PAS-1
- Names: PanAmSat-1 ASC-3
- Mission type: Communications
- Operator: PanAmSat
- COSPAR ID: 1988-051C
- SATCAT no.: 19217
- Mission duration: 10 years (planned) 13 years (achieved)

Spacecraft properties
- Bus: AS-3000
- Manufacturer: RCA Astro-Electronics
- Launch mass: 1,220 kg (2,690 lb)
- Dimensions: 1 x 1.3 x 1.6 m

Start of mission
- Launch date: 15 June 1988, 11:19:01 UTC
- Rocket: Ariane 44LP H10 (V22)
- Launch site: Centre Spatial Guyanais, ELA-2
- Contractor: Arianespace
- Entered service: August 1988

End of mission
- Disposal: Graveyard orbit
- Deactivated: 2001

Orbital parameters
- Reference system: Geocentric orbit
- Regime: Geostationary orbit
- Longitude: 45° West

Transponders
- Band: 18 transponders: 12 C-band 6 Ku-band
- Coverage area: Hawaii, Canada, United States, Mexico, Panama, Caribbean

= PAS-1 =

Communications satellite owned by PanAmSat

PAS-1 was a communications satellite owned by PanAmSat located at 45° West longitude, serving the Americas market.
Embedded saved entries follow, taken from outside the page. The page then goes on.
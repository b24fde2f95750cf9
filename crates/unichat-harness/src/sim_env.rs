//! Simulated environment.
//!
//! Time comes from `tokio::time`, so tests run on `start_paused = true`
//! runtimes and advance the clock explicitly. Randomness comes from a seeded
//! `ChaCha8Rng`, so message ids repeat across runs with the same seed.

#![allow(clippy::disallowed_types, reason = "Locking simple RNG state")]

use std::{
    future::Future,
    sync::{Arc, Mutex, PoisonError},
    time::Duration,
};

use rand::{RngCore, SeedableRng};
use rand_chacha::ChaCha8Rng;
use tokio::time::Instant;
use unichat_core::Environment;

/// Wall clock at simulation start: 2024-01-01T00:00:00Z.
pub const DEFAULT_WALL_BASE_MILLIS: u64 = 1_704_067_200_000;

/// Deterministic environment for simulation.
///
/// Clones share the RNG, so every component draws from one sequence.
#[derive(Clone)]
pub struct SimEnv {
    rng: Arc<Mutex<ChaCha8Rng>>,
    start: Instant,
    wall_base: u64,
}

impl SimEnv {
    /// Environment with the RNG seeded from `seed`.
    #[must_use]
    pub fn with_seed(seed: u64) -> Self {
        Self {
            rng: Arc::new(Mutex::new(ChaCha8Rng::seed_from_u64(seed))),
            start: Instant::now(),
            wall_base: DEFAULT_WALL_BASE_MILLIS,
        }
    }

    /// Virtual time since this environment was created.
    #[must_use]
    pub fn elapsed(&self) -> Duration {
        Instant::now() - self.start
    }
}

impl Default for SimEnv {
    fn default() -> Self {
        Self::with_seed(0)
    }
}

impl Environment for SimEnv {
    type Instant = Instant;

    fn now(&self) -> Self::Instant {
        Instant::now()
    }

    fn sleep(&self, duration: Duration) -> impl Future<Output = ()> + Send {
        tokio::time::sleep(duration)
    }

    fn wall_clock_millis(&self) -> u64 {
        self.wall_base + self.elapsed().as_millis() as u64
    }

    fn random_bytes(&self, buffer: &mut [u8]) {
        self.rng.lock().unwrap_or_else(PoisonError::into_inner).fill_bytes(buffer);
    }
}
PAS-1 was also the first, privately owned, international telecommunication satellite. It was originally built for Contel ASC as ASC 3, but purchased before launch. It was primarily used for the main television channel of Panama. It was the first satellite to be able to service to five different American countries.